¿Quién me da calor, quién me ama todavía?
¡Dadme manos cálidas!
¡Dadme un anafre para el corazón!
Tendida, estremecida,
como una tenue mortecina a quien calientan los pies,
agitada ¡ay! por fiebres desconocidas,
temblando ante afiladas, gélidas flechas de hielo,
acosada por ti ¡pensamiento!
¡innombrable! ¡oculto! ¡atroz!
¡cazador tras las nubes!
Hundida por tu rayo,
ojo sarcástico que me mira en la penumbra.
Así yazgo,
me encojo, me retuerzo, atormentada
por todos los martirios perpetuos,
herida por ti,
el más cruel cazador,
tú desconocido —Dios…
¡Hiere más adentro!
¡hiere una vez más!
¡Desgarra, desgarra este corazón!
¿Qué es este martirio
de flechas afiladas como dientes»?
¿Qué miras de nuevo
sin fatigarte ante el dolor humano,
con maliciosos ojos de dios relampagueante?
No es matar lo que deseas,
sólo martirizar, martirizar.
¿Para qué me martirizas,
malicioso dios desconocido?
¡Ajá!
¿Te acercas reptando
en semejante medianoche?
¿Qué deseas?
¡Habla!
Me oprimes, me sofocas,
¡Ay! ¡estás ya demasiado próximo!
Me sientes respirar,
auscultas mi corazón,
¡tú celoso!
mas, celoso de que?
¡fuera, fuera!
¿para qué una escalera?
¿quieres penetrar hasta dentro de mi alma,
y hasta mis más íntimos pensamientos
ascender?
¡Descarado! ¡Desconocido! ¡Ladrón!
¿qué quieres hurtar?
¿qué quieres oír?
¿qué quieres torturar,
torturador,
dios–verdugo?
¿O debo yo, semejante a un perro,
arrollarme a ti,
entregada, extasiada, fuera de mí
rogándote amor?
¡En vano!
Sigue hiriendo,
¡cruelísimo aguijón!
No soy un perro —sólo soy tu presa,
¡cruel cazador!
tu más orgulloso cautiva,
ladrón tras las nubes…
¡Habla por fin!
¡Ocultador del rayo! ¡Desconocido! ¡Habla!

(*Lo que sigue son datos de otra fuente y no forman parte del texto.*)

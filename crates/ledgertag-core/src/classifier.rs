//! Statistical tag classifier
//!
//! A TF-IDF vectorizer over word unigrams and bigrams feeding a multinomial
//! logistic regression (softmax) model, trained by full-batch gradient
//! descent. The classifier uses its own word pattern on the raw row text,
//! independent of the heuristic tokenizer and its synonym table.
//!
//! Training and prediction both return `Result`; callers degrade to the
//! heuristic scorer on any error instead of keeping a half-trained model.

use std::collections::{BTreeSet, HashMap};

use regex::Regex;
use serde::{Deserialize, Serialize};
use tracing::debug;

use crate::corpus::TrainingExample;
use crate::error::{Error, Result};
use crate::models::Suggestion;

/// Words of two or more word characters
const WORD_PATTERN: &str = r"(?u)\b\w\w+\b";

/// Sparse feature vector: (feature index, value), indices ascending
pub type SparseVector = Vec<(usize, f64)>;

/// Training hyperparameters
#[derive(Debug, Clone, PartialEq, Serialize, Deserialize)]
pub struct ClassifierParams {
    pub enabled: bool,
    pub max_iter: usize,
    pub learning_rate: f64,
    /// L2 penalty on the weights (not the intercepts)
    pub l2: f64,
    /// Stop once the largest gradient component falls below this
    pub tolerance: f64,
}

impl Default for ClassifierParams {
    fn default() -> Self {
        Self {
            enabled: true,
            max_iter: 300,
            learning_rate: 0.5,
            l2: 1e-3,
            tolerance: 1e-6,
        }
    }
}

/// TF-IDF vectorizer over unigrams and bigrams
#[derive(Debug, Clone)]
pub struct TfidfVectorizer {
    pattern: Regex,
    vocabulary: HashMap<String, usize>,
    idf: Vec<f64>,
}

impl TfidfVectorizer {
    /// Learn the vocabulary and smoothed IDF weights from documents
    pub fn fit<S: AsRef<str>>(documents: &[S]) -> Result<Self> {
        if documents.is_empty() {
            return Err(Error::Training("Cannot fit on empty documents".into()));
        }
        let pattern = Regex::new(WORD_PATTERN)
            .map_err(|e| Error::Training(format!("Invalid word pattern: {}", e)))?;

        // Sorted terms give a stable feature order
        let mut doc_freq: HashMap<String, usize> = HashMap::new();
        for doc in documents {
            let terms: BTreeSet<String> = analyze(&pattern, doc.as_ref()).into_iter().collect();
            for term in terms {
                *doc_freq.entry(term).or_insert(0) += 1;
            }
        }
        if doc_freq.is_empty() {
            return Err(Error::Training("Empty vocabulary".into()));
        }

        let mut terms: Vec<(String, usize)> = doc_freq.into_iter().collect();
        terms.sort();

        let n_docs = documents.len() as f64;
        let mut vocabulary = HashMap::with_capacity(terms.len());
        let mut idf = Vec::with_capacity(terms.len());
        for (idx, (term, df)) in terms.into_iter().enumerate() {
            vocabulary.insert(term, idx);
            idf.push(((1.0 + n_docs) / (1.0 + df as f64)).ln() + 1.0);
        }

        Ok(Self {
            pattern,
            vocabulary,
            idf,
        })
    }

    pub fn vocabulary_size(&self) -> usize {
        self.vocabulary.len()
    }

    pub fn contains(&self, term: &str) -> bool {
        self.vocabulary.contains_key(term)
    }

    /// L2-normalized TF-IDF vector; empty when no term is in the vocabulary
    pub fn transform(&self, text: &str) -> SparseVector {
        let mut counts: HashMap<usize, f64> = HashMap::new();
        for term in analyze(&self.pattern, text) {
            if let Some(idx) = self.vocabulary.get(&term) {
                *counts.entry(*idx).or_insert(0.0) += 1.0;
            }
        }

        let mut vector: SparseVector = counts
            .into_iter()
            .map(|(idx, tf)| (idx, tf * self.idf[idx]))
            .collect();
        vector.sort_by_key(|(idx, _)| *idx);

        let norm = vector.iter().map(|(_, v)| v * v).sum::<f64>().sqrt();
        if norm > 0.0 {
            for (_, v) in vector.iter_mut() {
                *v /= norm;
            }
        }
        vector
    }
}

/// Lowercased unigrams followed by space-joined bigrams
fn analyze(pattern: &Regex, text: &str) -> Vec<String> {
    let lowered = text.to_lowercase();
    let words: Vec<&str> = pattern.find_iter(&lowered).map(|m| m.as_str()).collect();

    let mut terms: Vec<String> = words.iter().map(|w| w.to_string()).collect();
    terms.extend(words.windows(2).map(|pair| format!("{} {}", pair[0], pair[1])));
    terms
}

/// Numerically stable softmax
fn softmax(logits: &[f64]) -> Vec<f64> {
    let max = logits.iter().fold(f64::NEG_INFINITY, |a, &b| a.max(b));
    let exp: Vec<f64> = logits.iter().map(|&x| (x - max).exp()).collect();
    let sum: f64 = exp.iter().sum();
    exp.iter().map(|&x| x / sum).collect()
}

/// A trained classifier: vectorizer plus per-class weights
#[derive(Debug, Clone)]
pub struct TrainedModel {
    vectorizer: TfidfVectorizer,
    classes: Vec<String>,
    /// `classes × features`
    weights: Vec<Vec<f64>>,
    intercepts: Vec<f64>,
}

impl TrainedModel {
    pub fn classes(&self) -> &[String] {
        &self.classes
    }

    pub fn vocabulary_size(&self) -> usize {
        self.vectorizer.vocabulary_size()
    }

    fn logits(&self, x: &SparseVector) -> Vec<f64> {
        self.weights
            .iter()
            .zip(&self.intercepts)
            .map(|(w, b)| b + x.iter().map(|(j, v)| w[*j] * v).sum::<f64>())
            .collect()
    }

    /// Probability for every class, most likely first.
    ///
    /// Fails when the text shares no feature with the training vocabulary:
    /// without evidence the model would only echo the class priors.
    pub fn predict(&self, text: &str) -> Result<Vec<Suggestion>> {
        let x = self.vectorizer.transform(text);
        if x.is_empty() {
            return Err(Error::Prediction("No known features in query".into()));
        }

        let probabilities = softmax(&self.logits(&x));
        if probabilities.iter().any(|p| !p.is_finite()) {
            return Err(Error::Prediction("Non-finite probability".into()));
        }

        let mut suggestions: Vec<Suggestion> = self
            .classes
            .iter()
            .zip(probabilities)
            .map(|(tag, p)| Suggestion::new(tag.clone(), p))
            .collect();
        suggestions.sort_by(|a, b| b.score.total_cmp(&a.score));
        Ok(suggestions)
    }
}

/// Train a classifier on labeled examples.
///
/// Requires at least two distinct tags and a non-empty vocabulary.
pub fn train(examples: &[TrainingExample], params: &ClassifierParams) -> Result<TrainedModel> {
    let classes: Vec<String> = examples
        .iter()
        .map(|e| e.tag.clone())
        .collect::<BTreeSet<_>>()
        .into_iter()
        .collect();
    if classes.len() < 2 {
        return Err(Error::Training(format!(
            "Need at least 2 distinct tags, found {}",
            classes.len()
        )));
    }

    let texts: Vec<&str> = examples.iter().map(|e| e.text.as_str()).collect();
    let vectorizer = TfidfVectorizer::fit(&texts)?;
    let class_index: HashMap<&str, usize> = classes
        .iter()
        .enumerate()
        .map(|(i, c)| (c.as_str(), i))
        .collect();

    let samples: Vec<(SparseVector, usize)> = examples
        .iter()
        .map(|e| (vectorizer.transform(&e.text), class_index[e.tag.as_str()]))
        .collect();

    let n_classes = classes.len();
    let n_features = vectorizer.vocabulary_size();
    let n_samples = samples.len() as f64;

    let mut model = TrainedModel {
        vectorizer,
        classes,
        weights: vec![vec![0.0; n_features]; n_classes],
        intercepts: vec![0.0; n_classes],
    };

    let mut iterations = 0;
    for _ in 0..params.max_iter {
        iterations += 1;
        let mut grad_w = vec![vec![0.0; n_features]; n_classes];
        let mut grad_b = vec![0.0; n_classes];

        for (x, label) in &samples {
            let probabilities = softmax(&model.logits(x));
            for (class, p) in probabilities.iter().enumerate() {
                let err = p - if class == *label { 1.0 } else { 0.0 };
                grad_b[class] += err;
                for (j, v) in x {
                    grad_w[class][*j] += err * v;
                }
            }
        }

        let mut max_grad: f64 = 0.0;
        for class in 0..n_classes {
            for j in 0..n_features {
                let g = grad_w[class][j] / n_samples + params.l2 * model.weights[class][j];
                model.weights[class][j] -= params.learning_rate * g;
                max_grad = max_grad.max(g.abs());
            }
            let g = grad_b[class] / n_samples;
            model.intercepts[class] -= params.learning_rate * g;
            max_grad = max_grad.max(g.abs());
        }

        if !max_grad.is_finite() {
            return Err(Error::Training("Gradient diverged".into()));
        }
        if max_grad < params.tolerance {
            break;
        }
    }

    let finite = model
        .weights
        .iter()
        .flatten()
        .chain(&model.intercepts)
        .all(|w| w.is_finite());
    if !finite {
        return Err(Error::Training("Non-finite weights after training".into()));
    }

    debug!(
        "Trained classifier: {} classes, {} features, {} iterations",
        n_classes, n_features, iterations
    );
    Ok(model)
}

#[cfg(test)]
mod tests {
    use super::*;

    fn example(text: &str, tag: &str) -> TrainingExample {
        TrainingExample {
            text: text.to_string(),
            tag: tag.to_string(),
        }
    }

    fn corpus() -> Vec<TrainingExample> {
        vec![
            example("coffee beans office", "Coffee"),
            example("office coffee machine", "Coffee"),
            example("monthly rent payment", "Rent"),
            example("rent office building", "Rent"),
            example("printer paper pens", "Supplies"),
        ]
    }

    #[test]
    fn test_analyze_unigrams_and_bigrams() {
        let pattern = Regex::new(WORD_PATTERN).unwrap();
        assert_eq!(
            analyze(&pattern, "Coffee Beans, a Office"),
            vec!["coffee", "beans", "office", "coffee beans", "beans office"]
        );
    }

    #[test]
    fn test_vectorizer_idf_and_norm() {
        let vectorizer = TfidfVectorizer::fit(&["coffee beans", "coffee rent"]).unwrap();
        assert!(vectorizer.contains("coffee"));
        assert!(vectorizer.contains("coffee beans"));
        assert_eq!(vectorizer.vocabulary_size(), 5);

        let x = vectorizer.transform("coffee beans");
        let norm: f64 = x.iter().map(|(_, v)| v * v).sum();
        assert!((norm - 1.0).abs() < 1e-9);

        // Rare terms outweigh common ones
        let weight = |term: &str| {
            let idx = vectorizer.vocabulary[term];
            x.iter().find(|(j, _)| *j == idx).map(|(_, v)| *v).unwrap()
        };
        assert!(weight("beans") > weight("coffee"));
        assert!(vectorizer.transform("zzqxw").is_empty());
    }

    #[test]
    fn test_vectorizer_rejects_empty_vocabulary() {
        assert!(matches!(
            TfidfVectorizer::fit(&["a b c", "!"]),
            Err(Error::Training(_))
        ));
        let empty: [&str; 0] = [];
        assert!(TfidfVectorizer::fit(&empty).is_err());
    }

    #[test]
    fn test_train_requires_two_classes() {
        let examples = vec![example("general stuff", "General"), example("more", "General")];
        let result = train(&examples, &ClassifierParams::default());
        assert!(matches!(result, Err(Error::Training(_))));
    }

    #[test]
    fn test_train_degenerate_vocabulary() {
        let examples = vec![example("a", "One"), example("b", "Two")];
        assert!(train(&examples, &ClassifierParams::default()).is_err());
    }

    #[test]
    fn test_predict_full_distribution() {
        let model = train(&corpus(), &ClassifierParams::default()).unwrap();
        assert_eq!(model.classes(), &["Coffee", "Rent", "Supplies"]);

        let predictions = model.predict("office coffee supplies").unwrap();
        assert_eq!(predictions.len(), 3);
        assert_eq!(predictions[0].tag, "Coffee");

        let total: f64 = predictions.iter().map(|s| s.score).sum();
        assert!((total - 1.0).abs() < 1e-9);
        assert!(predictions.windows(2).all(|w| w[0].score >= w[1].score));
    }

    #[test]
    fn test_predict_rent() {
        let model = train(&corpus(), &ClassifierParams::default()).unwrap();
        let predictions = model.predict("monthly rent").unwrap();
        assert_eq!(predictions[0].tag, "Rent");
    }

    #[test]
    fn test_predict_unknown_text_fails() {
        let model = train(&corpus(), &ClassifierParams::default()).unwrap();
        assert!(matches!(
            model.predict("zzqxw yybbq"),
            Err(Error::Prediction(_))
        ));
    }

    #[test]
    fn test_training_is_deterministic() {
        let a = train(&corpus(), &ClassifierParams::default()).unwrap();
        let b = train(&corpus(), &ClassifierParams::default()).unwrap();
        assert_eq!(
            a.predict("office coffee").unwrap(),
            b.predict("office coffee").unwrap()
        );
    }

    #[test]
    fn test_softmax_sums_to_one() {
        let p = softmax(&[1000.0, 1000.0, -5.0]);
        assert!((p.iter().sum::<f64>() - 1.0).abs() < 1e-12);
        assert!((p[0] - p[1]).abs() < 1e-12);
    }
}
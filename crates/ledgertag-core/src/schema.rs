//! Column resolution for training sheets
//!
//! Bank exports differ in column naming and order, so the layout is resolved
//! from the header row against prioritized candidate names. Matching is
//! case-insensitive on trimmed header text.

use serde::Serialize;

use crate::source::Cell;

/// Header names that hold the tag label, in priority order
pub const TAG_HEADERS: &[&str] = &["tag", "tags", "categorie", "category"];

/// Header names that hold descriptive text, in priority order
pub const TEXT_HEADERS: &[&str] = &[
    "naam / omschrijving",
    "naam/omschrijving",
    "mededeling",
    "mededelingen",
    "omschrijving",
    "rekening",
    "tegenrekening",
    "mutatiesoort",
    "memo",
    "code",
    "description",
];

/// Header names that hold the transaction amount
pub const AMOUNT_HEADERS: &[&str] = &["bedrag (eur)", "bedrag", "amount"];

/// Header names that hold the counterparty account
pub const COUNTERPARTY_HEADERS: &[&str] = &["tegenrekening", "counterparty"];

/// Resolved column indices for one sheet
#[derive(Debug, Clone, PartialEq, Eq, Default, Serialize)]
pub struct ColumnLayout {
    /// Absent means the sheet cannot be used for training
    pub tag: Option<usize>,
    pub text: Vec<usize>,
    pub amount: Option<usize>,
    pub counterparty: Option<usize>,
}

impl ColumnLayout {
    pub fn is_usable(&self) -> bool {
        self.tag.is_some()
    }
}

/// Normalize a header cell: stringify, trim, lowercase
pub fn normalize_header(cell: &Cell) -> String {
    cell.as_text()
        .map(|s| s.trim().to_lowercase())
        .unwrap_or_default()
}

/// Resolve the column layout of a header row
pub fn resolve_columns(header: &[Cell]) -> ColumnLayout {
    let normalized: Vec<String> = header.iter().map(normalize_header).collect();
    let position = |name: &str| normalized.iter().position(|h| h == name);
    let first_match = |candidates: &[&str]| candidates.iter().find_map(|c| position(*c));

    let tag = first_match(TAG_HEADERS);
    let amount = first_match(AMOUNT_HEADERS);
    let counterparty = first_match(COUNTERPARTY_HEADERS);

    let mut text: Vec<usize> = normalized
        .iter()
        .enumerate()
        .filter(|(_, h)| TEXT_HEADERS.contains(&h.as_str()))
        .map(|(idx, _)| idx)
        .collect();

    if text.is_empty() {
        // No recognizable text columns: use everything except tag and amount
        text = (0..header.len())
            .filter(|idx| Some(*idx) != tag && Some(*idx) != amount)
            .collect();
    }

    ColumnLayout {
        tag,
        text,
        amount,
        counterparty,
    }
}
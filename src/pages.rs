//! Server-rendered Pages
//!
//! One HTML document per request: sidebar navigation, an optional notice and
//! the body of the session's current page.

use crate::hedgehog::{
    html_escape, AnalysisGate, Category, ExportFormat, HedgehogSession, Notice, NoticeLevel,
    Page, LOCKED_GATE_MESSAGE,
};

const STYLESHEET: &str = r#"
    body { font-family: "Source Sans Pro", Arial, sans-serif; margin: 0; display: flex; color: #1f2937; }
    .sidebar { width: 240px; min-height: 100vh; background-color: #f0f2f6; padding: 20px; box-sizing: border-box; }
    .sidebar form { margin: 0 0 8px 0; }
    .sidebar button { width: 100%; text-align: left; }
    .sidebar button.active { border-color: #1E3A8A; font-weight: bold; }
    main { flex: 1; padding: 30px 50px; max-width: 1100px; }
    button { padding: 8px 14px; border-radius: 6px; border: 1px solid #cbd5e1; background: #fff; cursor: pointer; }
    button:disabled { opacity: 0.6; cursor: wait; }
    textarea { width: 100%; height: 150px; box-sizing: border-box; font-family: inherit; }
    .header-text { font-size: 40px; font-weight: bold; color: #1E3A8A; text-align: center; margin-bottom: 20px; }
    .section-header { font-size: 24px; font-weight: bold; color: #1E3A8A; margin-top: 20px; margin-bottom: 10px; }
    .card { background-color: #f0f2f6; border-radius: 10px; padding: 20px; margin-bottom: 20px; box-shadow: 0 4px 6px rgba(0, 0, 0, 0.1); }
    .notice { padding: 12px 16px; border-radius: 6px; margin-bottom: 20px; }
    .notice-success { background-color: #dcfce7; color: #166534; }
    .notice-warning { background-color: #fef9c3; color: #854d0e; }
    .columns { display: flex; gap: 30px; }
    .columns > div { flex: 1; }
    .footer { text-align: center; color: #6B7280; margin-top: 30px; padding: 10px; }
"#;

/// Render the full document for the session's current page
pub fn render_page(session: &HedgehogSession, notice: Option<&Notice>) -> String {
    let page = session.page();
    let body = match page {
        Page::Home => home_body(),
        Page::Profile => profile_body(session),
        Page::Analysis => analysis_body(session),
    };

    format!(
        r#"<!DOCTYPE html>
<html lang="en">
<head>
    <meta charset="utf-8">
    <title>Hedgehog Strength Finder</title>
    <style>{}</style>
</head>
<body>
{}
<main>
{}
{}
<div class="footer">Hedgehog Strength Finder - Based on Jim Collins' Hedgehog Concept</div>
</main>
</body>
</html>
"#,
        STYLESHEET,
        sidebar(page),
        notice.map(render_notice).unwrap_or_default(),
        body
    )
}

fn sidebar(current: Page) -> String {
    let buttons: String = Page::ALL
        .iter()
        .map(|page| {
            let class = if *page == current { r#" class="active""# } else { "" };
            nav_button(*page, page.label(), class)
        })
        .collect();

    format!(
        r#"<nav class="sidebar">
<div class="section-header">Navigation</div>
{}
<form method="post" action="/session/reset"><button type="submit">↺ Start over</button></form>
</nav>"#,
        buttons
    )
}

fn nav_button(target: Page, label: &str, class: &str) -> String {
    format!(
        r#"<form method="post" action="/navigate"><input type="hidden" name="page" value="{}"><button type="submit"{}>{}</button></form>"#,
        target.slug(),
        class,
        label
    )
}

fn next_button(from: Page) -> String {
    match from.next() {
        Some(Page::Profile) => nav_button(Page::Profile, "Next: Your Profile", ""),
        Some(Page::Analysis) => nav_button(Page::Analysis, "Next: Analysis", ""),
        _ => String::new(),
    }
}

fn render_notice(notice: &Notice) -> String {
    let class = match notice.level {
        NoticeLevel::Success => "notice-success",
        NoticeLevel::Warning => "notice-warning",
    };
    format!(
        r#"<div class="notice {}">{}</div>"#,
        class,
        html_escape(&notice.message)
    )
}

fn home_body() -> String {
    format!(
        r#"<div class="header-text">Hedgehog Strength Finder</div>
<div class="card">
<p>Welcome to the Hedgehog Strength Finder! Based on Jim Collins' Hedgehog Concept, this tool helps you
identify your sweet spot at the intersection of:</p>
<ol>
    <li><strong>Passion:</strong> What you're deeply passionate about</li>
    <li><strong>Strength:</strong> What you can be the best in the world at</li>
    <li><strong>Market Need:</strong> What drives your economic engine (or what the world needs)</li>
</ol>
<p>At the intersection of these three circles lies your "Hedgehog Concept" - your optimal career path or life focus.</p>
</div>
<div class="card">
<h3>How to use this tool:</h3>
<ol>
    <li>Navigate to "Your Profile" and fill out the three sections</li>
    <li>Go to "Analysis" to review your three circles</li>
    <li>Get personalized insights from Gemini AI on how to improve and develop your strengths</li>
</ol>
</div>
<br>
{}"#,
        next_button(Page::Home)
    )
}

/// Prompt text for each profile section
fn section_copy(category: Category) -> (&'static str, &'static str, &'static str) {
    match category {
        Category::Passion => (
            "1. What are you deeply passionate about?",
            "List activities you love so much you could do them all night without being forced. \
             These are things you're naturally drawn to and want to improve at.",
            "Enter what you're passionate about (one item per line):",
        ),
        Category::Strength => (
            "2. What are you naturally good at?",
            "List skills and abilities you excel at naturally - these could be from talent, experience, \
             education, or your background. What do others recognize you as being good at?",
            "Enter what you're naturally good at (one item per line):",
        ),
        Category::MarketNeed => (
            "3. What does the world need that you can provide?",
            "List services or products you can provide that people would pay for or value. \
             What skills or knowledge do you have that solves real-world problems?",
            "Enter what the world needs that you can provide (one item per line):",
        ),
    }
}

fn save_label(category: Category) -> &'static str {
    match category {
        Category::Passion => "Save Passions",
        Category::Strength => "Save Strengths",
        Category::MarketNeed => "Save Market Needs",
    }
}

fn profile_body(session: &HedgehogSession) -> String {
    let sections: String = Category::ALL
        .iter()
        .map(|category| {
            let (title, help, label) = section_copy(*category);
            let slug = category.slug();
            format!(
                r#"<div class="section-header">{}</div>
<div class="card"><p>{}</p></div>
<form method="post" action="/profile/{}">
<label for="{}">{}</label>
<textarea id="{}" name="entries">{}</textarea>
<button type="submit">{}</button>
</form>
"#,
                title,
                help,
                slug,
                slug,
                label,
                slug,
                html_escape(&session.entries(*category).join("\n")),
                save_label(*category)
            )
        })
        .collect();

    format!(
        r#"<div class="header-text">Your Hedgehog Profile</div>
{}
<br>
{}"#,
        sections,
        next_button(Page::Profile)
    )
}

fn numbered_list(entries: &[String]) -> String {
    entries
        .iter()
        .enumerate()
        .map(|(i, entry)| format!("<p>{}. {}</p>", i + 1, html_escape(entry)))
        .collect()
}

fn analysis_body(session: &HedgehogSession) -> String {
    let header = r#"<div class="header-text">Your Hedgehog Analysis</div>"#;

    if session.analysis_gate() == AnalysisGate::Locked {
        return format!(
            r#"{}
<div class="notice notice-warning">{}</div>"#,
            header, LOCKED_GATE_MESSAGE
        );
    }

    let columns: String = Category::ALL
        .iter()
        .map(|category| {
            format!(
                r#"<div><div class="section-header">{}</div>{}</div>"#,
                category.heading(),
                numbered_list(session.entries(*category))
            )
        })
        .collect();

    let cached = match session.analysis() {
        Some(outcome) => format!(
            r#"<div class="card">
{}
</div>
<p><a href="/export/{}" download="{}">📄 Download as TXT</a> &nbsp; <a href="/export/{}" download="{}">📊 Download as HTML Report</a></p>"#,
            outcome.to_markup(),
            ExportFormat::Text.slug(),
            ExportFormat::Text.file_name(),
            ExportFormat::Html.slug(),
            ExportFormat::Html.file_name()
        ),
        None => String::new(),
    };

    format!(
        r#"{}
<div class="columns">{}</div>
<div class="section-header">Gemini AI Analysis</div>
<form method="post" action="/analysis" onsubmit="var b=this.querySelector('button');b.disabled=true;b.textContent='Analyzing your profile with Gemini AI...';">
<button type="submit">Get Gemini Analysis</button>
</form>
{}"#,
        header, columns, cached
    )
}

#[cfg(test)]
mod tests {
    use super::*;
    use crate::hedgehog::AnalysisOutcome;

    fn complete_session() -> HedgehogSession {
        let mut session = HedgehogSession::new();
        session.replace_entries(Category::Passion, "writing\nhiking");
        session.replace_entries(Category::Strength, "public speaking");
        session.replace_entries(Category::MarketNeed, "coaching");
        session
    }

    #[test]
    fn test_home_has_sidebar_and_next_button() {
        let session = HedgehogSession::new();
        let html = render_page(&session, None);
        assert!(html.contains("Welcome to the Hedgehog Strength Finder"));
        assert!(html.contains(r#"value="profile""#));
        assert!(html.contains("Next: Your Profile"));
        assert!(html.contains(r#"<button type="submit" class="active">🏠 Home</button>"#));
    }

    #[test]
    fn test_profile_prefills_saved_entries() {
        let session = complete_session();
        let html = render_page(&session, None);
        assert!(html.contains("Your Hedgehog Profile"));
        assert!(html.contains(r#"action="/profile/market-need""#));
        assert!(html.contains("<textarea id=\"passion\" name=\"entries\">writing\nhiking</textarea>"));
        assert!(html.contains("Next: Analysis"));
    }

    #[test]
    fn test_analysis_locked_until_profile_complete() {
        let mut session = HedgehogSession::new();
        session.replace_entries(Category::Passion, "writing");
        session.navigate(Page::Analysis);

        let html = render_page(&session, None);
        assert!(html.contains(LOCKED_GATE_MESSAGE));
        assert!(!html.contains("Get Gemini Analysis"));
    }

    #[test]
    fn test_analysis_page_shows_lists_and_cached_result() {
        let mut session = complete_session();
        session.navigate(Page::Analysis);
        session.store_analysis(AnalysisOutcome::ready("<h3>Your sweet spot</h3>"));

        let html = render_page(&session, None);
        assert!(html.contains("<p>1. writing</p><p>2. hiking</p>"));
        assert!(html.contains("Get Gemini Analysis"));
        assert!(html.contains("<h3>Your sweet spot</h3>"));
        assert!(html.contains(r#"href="/export/html""#));
    }

    #[test]
    fn test_analysis_card_renders_markdown() {
        let mut session = complete_session();
        session.navigate(Page::Analysis);
        session.store_analysis(AnalysisOutcome::ready(
            "## Your Hedgehog\n\n- **Coach** writers\n- Teach hiking",
        ));

        let html = render_page(&session, None);
        assert!(html.contains("<h2>Your Hedgehog</h2>"));
        assert!(html.contains("<li>Teach hiking</li>"));
        assert!(!html.contains("## Your Hedgehog"));
    }

    #[test]
    fn test_no_downloads_without_analysis() {
        let mut session = complete_session();
        session.navigate(Page::Analysis);
        let html = render_page(&session, None);
        assert!(!html.contains("/export/txt"));
    }

    #[test]
    fn test_notice_is_escaped() {
        let session = HedgehogSession::new();
        let html = render_page(&session, Some(&Notice::warning("<b>careful</b>")));
        assert!(html.contains(r#"<div class="notice notice-warning">&lt;b&gt;careful&lt;/b&gt;</div>"#));
    }
}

¿Qué quieres de mí —salteador?…
¿Cómo?
¿Un rescate?
¿Qué rescate quieres?
Exige mucho —eso demanda mi orgullo
y habla poco —eso demanda mi otro orgullo.
¡Ajá!
¿A mí me deseas? —¿A mí?
¿A mí —toda?
¿Ajá?
¿Y me martirizas, tú, loco,
martirizas mi orgullo?
Dame amor, ¿quién me da calor?
¿Quién me ama todavía?
Da manos cálidas,
da un anafre para el corazón,
dame, a mí, la más solitaria,
hielo, ¡ay!, siete capas de hielo,
incluso al enemigo,
al enemigo enseña a amar,
da, sí date,
cruelísimo rival,
¡a mí —a ti!…
¡Huye!
Desapareció él entonces,
mi único gozo,
mi gran enemigo,
mi desconocido,
mi dios–verdugo…
¡No!
¡Vuelve!
¡Con todos tus martirios!
Todas mis lágrimas fluyen
en su curso hacia ti
y para ti arde
la postrer llama de mi corazón.
¡Oh, vuelve,
mi dios desconocido, mi tormento!
¡Mi última felicidad!
Un relámpago. Dionisio se hace visible con esmeraldina belleza.
Dionisio:
¡Sé astuta, Ariadna!…
Tienes orejas pequeñas, tienes mis orejas:
¡Alberga en ellas una palabra sagaz!